Provided entries: Begin
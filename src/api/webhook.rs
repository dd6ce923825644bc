use axum::{extract::State, Json};

use crate::{
    error::{AppError, Result},
    models::{ApiResponse, WebhookPayload},
};

use super::AppState;

/// POST /api/v1/webhook
/// Receives mini app lifecycle events from the Farcaster client.
pub async fn receive(
    State(state): State<AppState>,
    Json(payload): Json<WebhookPayload>,
) -> Result<Json<ApiResponse<String>>> {
    let (Some(fid), Some(event)) = (payload.fid, payload.event) else {
        return Err(AppError::BadRequest("Invalid webhook payload".to_string()));
    };

    tracing::info!("Webhook received: fid={} event={}", fid, event.event);

    match event.event.as_str() {
        "miniapp_added" => {
            if let Some(details) = event.notification_details {
                state.notifications.set_details(fid, details).await;
                tracing::info!("User {} added mini app with notifications", fid);
                state
                    .notifications
                    .send(
                        fid,
                        "Welcome to Dragman! 🐉",
                        "Your dragon adventure begins now!",
                    )
                    .await;
            }
        }
        "miniapp_removed" => {
            state.notifications.remove_details(fid).await;
            tracing::info!("User {} removed mini app", fid);
        }
        "notifications_enabled" => {
            if let Some(details) = event.notification_details {
                state.notifications.set_details(fid, details).await;
                tracing::info!("User {} enabled notifications", fid);
                state
                    .notifications
                    .send(
                        fid,
                        "Notifications Enabled! 🔔",
                        "You'll now receive updates about your dragon adventures!",
                    )
                    .await;
            }
        }
        "notifications_disabled" => {
            state.notifications.remove_details(fid).await;
            tracing::info!("User {} disabled notifications", fid);
        }
        other => {
            tracing::info!("Unknown event type: {}", other);
        }
    }

    Ok(Json(ApiResponse::success("processed".to_string())))
}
Provided entries: End
_What is needed_: Search the data for the string "other" and copy each line where it appears.

_Response area_:
        other => {
            tracing::info!("Unknown event type: {}", other);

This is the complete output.